Pero el efrit no se daba por vencido, seguía a su cola y ya estaba preparándose para disparar de nuevo. Neema picó hacia el mar de niebla, con la intención de zambullirse en él y eludir el acoso del efrit. Pero aún estaban demasiado lejos de aquel manto protector, y su cazador también había picado en su persecución. Neema voló en espiral, tratando de escapar de su adversario. Radi se asomó de nuevo hacia atrás y lo que vio estuvo a punto de hacerle gritar.
El efrit caía sobre ellos como un halcón sobre una paloma. Tenía el arco tensado y una flecha lista para disparar. Estaba demasiado cerca y tenía un buen blanco, era imposible proteger toda la espalda de Neema. Radi no se lo pensó, lanzó el escudo hacia atrás y este giró dos veces en el aire antes de alcanzar al efrit en pleno rostro y descabalgarlo de la alfombra.
Neema consiguió nivelar y miró al muchacho humano mientras la alfombra se deslizaba como una tabla sobre el océano de niebla.
—Has perdido el escudo —le recriminó—. Muy mal.
—Lo lamento —musitó Radi mientras blandía la vieja espada que llevaba colgada del cinto. Se sentía más cómodo con ella que con el pesado escudo, y Yahiz había tenido la precaución de enrollarle un largo alambre de cobre por toda la hoja de acero.
La amazona se elevó y eligió otro enemigo. Un imponente efrit, con una abultada cresta nasal y un color de piel de un rojo tan oscuro que parecía negro. Acababa de partir en dos a un si’lat de un salvaje mandoble, y buscaba otro contrincante.
Neema se lanzó hacia él en un apretado rizo y consiguió situarse justo en la cola del efrit. La alfombra enemiga se distanció, y las flechas de la amazona sólo encontraron el vacío. Lo persiguió dibujando un arco vertical y fue acortando distancias, tratando de encontrar hueco para un disparo certero entre los omóplatos del efrit.

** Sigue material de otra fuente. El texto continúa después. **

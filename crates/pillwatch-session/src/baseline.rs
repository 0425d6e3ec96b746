//! Encoded and decoded baselines per cell, with version tags for async decodes.

use std::{
    collections::{HashMap, HashSet},
    sync::Arc,
};

use pillwatch_types::{
    frame::{EncodedImage, RawImage},
    geometry::{CellId, GridCell, GridPosition},
    status::BaselineStatus,
};

/// Handed to a decode task; its result only lands if the ticket is still current.
#[derive(Debug, Clone, Copy, PartialEq, Eq)]
pub struct DecodeTicket {
    pub cell: CellId,
    pub version: u64,
}

#[derive(Debug, Clone)]
struct BaselineEntry {
    encoded: Option<EncodedImage>,
    decoded: Option<Arc<RawImage>>,
    status: BaselineStatus,
    version: u64,
}

/// A decoded baseline ready for comparison.
#[derive(Debug, Clone)]
pub struct DecodedBaseline {
    pub cell: CellId,
    pub version: u64,
    pub image: Arc<RawImage>,
}

/// Owns every baseline of the current grid.
///
/// Each write bumps the cell's version and drops its decoded image immediately, so
/// a decode that finishes late for an older version is discarded on completion.
#[derive(Debug, Default)]
pub struct BaselineLedger {
    entries: HashMap<CellId, BaselineEntry>,
    next_version: u64,
}

impl BaselineLedger {
    pub fn new() -> Self {
        Self::default()
    }

    /// Swap in a complete new baseline set for `cells`; cells missing from
    /// `incoming` end up without a baseline.
    pub fn replace_all(
        &mut self,
        cells: &[GridCell],
        mut incoming: HashMap<CellId, Option<EncodedImage>>,
    ) -> Vec<(DecodeTicket, EncodedImage)> {
        self.entries.clear();
        let mut tickets = Vec::new();
        for cell in cells {
            let encoded = incoming.remove(&cell.id).flatten();
            if let Some(ticket) = self.write(cell.id, encoded) {
                tickets.push(ticket);
            }
        }
        tickets
    }

    /// Replace a single cell's baseline. Returns the decode job if there is something to decode.
    pub fn set(&mut self, cell: CellId, encoded: Option<EncodedImage>) -> Option<(DecodeTicket, EncodedImage)> {
        self.write(cell, encoded)
    }

    fn write(&mut self, cell: CellId, encoded: Option<EncodedImage>) -> Option<(DecodeTicket, EncodedImage)> {
        self.next_version += 1;
        let version = self.next_version;
        let status = if encoded.is_some() {
            BaselineStatus::Pending
        } else {
            BaselineStatus::Missing
        };
        let job = encoded
            .clone()
            .map(|enc| (DecodeTicket { cell, version }, enc));
        self.entries.insert(
            cell,
            BaselineEntry {
                encoded,
                decoded: None,
                status,
                version,
            },
        );
        job
    }

    /// Apply a finished decode. `None` when the ticket is stale and nothing changed.
    pub fn complete(&mut self, ticket: &DecodeTicket, decoded: Option<RawImage>) -> Option<BaselineStatus> {
        let entry = self.entries.get_mut(&ticket.cell)?;
        if entry.version != ticket.version {
            return None;
        }
        match decoded {
            Some(image) => {
                entry.decoded = Some(Arc::new(image));
                entry.status = BaselineStatus::Ready;
            }
            None => {
                entry.decoded = None;
                entry.status = BaselineStatus::Failed;
            }
        }
        Some(entry.status)
    }

    pub fn clear(&mut self) {
        self.entries.clear();
    }

    /// Drop entries for cells that are no longer part of the grid.
    pub fn retain(&mut self, cells: &HashSet<CellId>) {
        self.entries.retain(|id, _| cells.contains(id));
    }

    pub fn status(&self, cell: &CellId) -> BaselineStatus {
        self.entries
            .get(cell)
            .map(|entry| entry.status)
            .unwrap_or_default()
    }

    pub fn is_current(&self, cell: &CellId, version: u64) -> bool {
        self.entries
            .get(cell)
            .map_or(false, |entry| entry.version == version && entry.decoded.is_some())
    }

    pub fn decoded(&self) -> Vec<DecodedBaseline> {
        self.entries
            .iter()
            .filter_map(|(cell, entry)| {
                entry.decoded.as_ref().map(|image| DecodedBaseline {
                    cell: *cell,
                    version: entry.version,
                    image: Arc::clone(image),
                })
            })
            .collect()
    }

    pub fn decoded_image(&self, cell: &CellId) -> Option<Arc<RawImage>> {
        self.entries.get(cell).and_then(|entry| entry.decoded.clone())
    }

    pub fn has_decoded(&self) -> bool {
        self.entries.values().any(|entry| entry.decoded.is_some())
    }

    pub fn pending(&self) -> usize {
        self.entries
            .values()
            .filter(|entry| entry.status == BaselineStatus::Pending)
            .count()
    }

    pub fn encoded(&self, cell: &CellId) -> Option<&EncodedImage> {
        self.entries.get(cell).and_then(|entry| entry.encoded.as_ref())
    }

    /// Encoded baselines keyed by grid slot, for persistence.
    pub fn encoded_by_position(&self) -> Vec<(GridPosition, EncodedImage)> {
        let mut out: Vec<(GridPosition, EncodedImage)> = self
            .entries
            .iter()
            .filter_map(|(cell, entry)| {
                entry
                    .encoded
                    .clone()
                    .map(|encoded| (cell.position(), encoded))
            })
            .collect();
        out.sort_by_key(|(position, _)| *position);
        out
    }
}

#[cfg(test)]
mod tests {
    use pillwatch_types::{config::GridConfig, geometry::partition_grid, geometry::Rectangle};
    use uuid::Uuid;

    use super::*;

    fn cells() -> Vec<GridCell> {
        let master = Rectangle::new(0.0, 0.0, 40.0, 70.0).expect("rect");
        partition_grid(Uuid::new_v4(), &master, &GridConfig::default()).expect("grid")
    }

    fn image(shade: u8) -> RawImage {
        RawImage::filled(10, 10, [shade, shade, shade, 255])
    }

    #[test]
    fn replace_all_marks_pending_and_missing() {
        let cells = cells();
        let mut ledger = BaselineLedger::new();
        let mut incoming = HashMap::new();
        incoming.insert(cells[0].id, Some(EncodedImage::new("a")));
        incoming.insert(cells[1].id, None);

        let tickets = ledger.replace_all(&cells, incoming);
        assert_eq!(tickets.len(), 1);
        assert_eq!(ledger.status(&cells[0].id), BaselineStatus::Pending);
        assert_eq!(ledger.status(&cells[1].id), BaselineStatus::Missing);
        assert_eq!(ledger.status(&cells[2].id), BaselineStatus::Missing);
        assert!(!ledger.has_decoded());
        assert_eq!(ledger.pending(), 1);
    }

    #[test]
    fn late_decode_of_older_baseline_is_discarded() {
        let cells = cells();
        let id = cells[3].id;
        let mut ledger = BaselineLedger::new();

        let (ticket_a, _) = ledger.set(id, Some(EncodedImage::new("A"))).expect("job A");
        let (ticket_b, _) = ledger.set(id, Some(EncodedImage::new("B"))).expect("job B");

        // B resolves first, A afterwards
        assert_eq!(ledger.complete(&ticket_b, Some(image(200))), Some(BaselineStatus::Ready));
        assert_eq!(ledger.complete(&ticket_a, Some(image(10))), None);

        let decoded = ledger.decoded_image(&id).expect("decoded");
        assert_eq!(decoded.pixel(0, 0), Some([200, 200, 200, 255]));
        assert_eq!(ledger.encoded(&id), Some(&EncodedImage::new("B")));
    }

    #[test]
    fn clearing_invalidates_in_flight_decodes() {
        let cells = cells();
        let id = cells[0].id;
        let mut ledger = BaselineLedger::new();
        let (ticket, _) = ledger.set(id, Some(EncodedImage::new("A"))).expect("job");

        assert!(ledger.set(id, None).is_none());
        assert_eq!(ledger.complete(&ticket, Some(image(1))), None);
        assert_eq!(ledger.status(&id), BaselineStatus::Missing);

        let (ticket, _) = ledger.set(id, Some(EncodedImage::new("A"))).expect("job");
        ledger.clear();
        assert_eq!(ledger.complete(&ticket, Some(image(1))), None);
        assert!(!ledger.has_decoded());
    }

    #[test]
    fn failed_decode_is_distinct_from_pending() {
        let cells = cells();
        let id = cells[0].id;
        let mut ledger = BaselineLedger::new();
        let (ticket, _) = ledger.set(id, Some(EncodedImage::new("corrupt"))).expect("job");
        assert_eq!(ledger.status(&id), BaselineStatus::Pending);
        assert_eq!(ledger.complete(&ticket, None), Some(BaselineStatus::Failed));
        assert_eq!(ledger.status(&id), BaselineStatus::Failed);
        assert!(!ledger.is_current(&id, ticket.version));
    }

    #[test]
    fn retain_prunes_foreign_cells() {
        let old = cells();
        let new = cells();
        let mut ledger = BaselineLedger::new();
        ledger.set(old[0].id, Some(EncodedImage::new("A")));
        ledger.set(new[0].id, Some(EncodedImage::new("B")));

        let keep: HashSet<CellId> = new.iter().map(|c| c.id).collect();
        ledger.retain(&keep);
        assert!(ledger.encoded(&old[0].id).is_none());
        assert_eq!(
            ledger.encoded_by_position(),
            vec![(GridPosition::new(0, 0), EncodedImage::new("B"))]
        );
    }
}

El efrit intentó igualarle en el giro, y esa era la oportunidad que Neema necesitaba. Dos flechas cruzaron el espacio entre ellos casi simultáneamente. Las dos iban bien dirigidas hacia su vientre, pero el efrit partió una con su cimitarra y esquivó la otra.
Radi se quedó atónito. A pesar de su tamaño, aquel djinn era muy rápido.
—Es un efrit viejo —dijo Neema por encima del ruido del viento—. Se vuelven muy listos. —No parecía asustada, sólo le informaba del problema que tenían entre manos.
Inclinó su cuerpo hacia la izquierda y la alfombra viró para colocarse de nuevo sobre su cola. Lanzó varias flechas más, y falló. Era difícil apuntar porque estaban dentro del canal que creaba la alfombra del efrit al atravesar el aire, y eran sacudidos por las turbulencias.
De repente, Radi sintió que Neema se estremecía detrás de él, como si algo la hubiera sobresaltado. Vio por el rabillo del ojo que varias flechas pasaban a menos de un metro de su alfombra y desaparecían en la distancia. Se volvió y dio un respingo. Tenían a su cola por lo menos a media docena de efrits, disparando contra ellos y maniobrando para situarse en posición de tiro. El efrit viejo había estado actuando como señuelo para conducirlos hacia aquella trampa. Otro giro a la izquierda, y más flechas pasaron por los costados.
La amazona se hincó de rodillas y se derrumbó hacia un lado. Radi tuvo que darse la vuelta y sujetarla por un brazo para evitar que se precipitase al vacío.
Entonces vio que la djinn tenía tres flechas hundidas en la espalda.